_EXERCISE OBJECTIVE_
Counting the line with "monthly in arrears" as the last one, copy out the lines of the data exactly from the first onward.

_Data excerpts_
##########
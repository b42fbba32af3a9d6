//! Shared helpers for integration tests

#![allow(dead_code)]

use chrono::NaiveDate;
use leasebook::LeaseConfig;

pub fn date(y: i32, m: u32, d: u32) -> NaiveDate {
    NaiveDate::from_ymd_opt(y, m, d).unwrap()
}

#[track_caller]
pub fn assert_close(actual: f64, expected: f64, tol: f64, label: &str) {
    assert!(
        (actual - expected).abs() < tol,
        "{}: expected {}, got {}",
        label,
        expected,
        actual
    );
}

/// A three-year office lease paid monthly in arrears
pub const OFFICE_LEASE: &str = r#"
name: "Head Office"
description: "office space in the city centre"
start_date: 2025-01-01
term_months: 36
payment: 10000
discount_rate: 5.0
direct_costs: 2000
incentives: 1500
reporting_date: 2025-12-31
"#;

pub fn office_lease() -> LeaseConfig {
    LeaseConfig::from_yaml(OFFICE_LEASE).unwrap()
}

pub fn lease_with(extra: &str) -> LeaseConfig {
    LeaseConfig::from_yaml(&format!("{}{}", OFFICE_LEASE, extra)).unwrap()
}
##########
_RESPONSE_
repository b42fbba32af3a9d6
//! Shared helpers for integration tests

#![allow(dead_code)]

use chrono::NaiveDate;
use leasebook::LeaseConfig;

pub fn date(y: i32, m: u32, d: u32) -> NaiveDate {
    NaiveDate::from_ymd_opt(y, m, d).unwrap()
}

#[track_caller]
pub fn assert_close(actual: f64, expected: f64, tol: f64, label: &str) {
    assert!(
        (actual - expected).abs() < tol,
        "{}: expected {}, got {}",
        label,
        expected,
        actual
    );
}

/// A three-year office lease paid monthly in arrears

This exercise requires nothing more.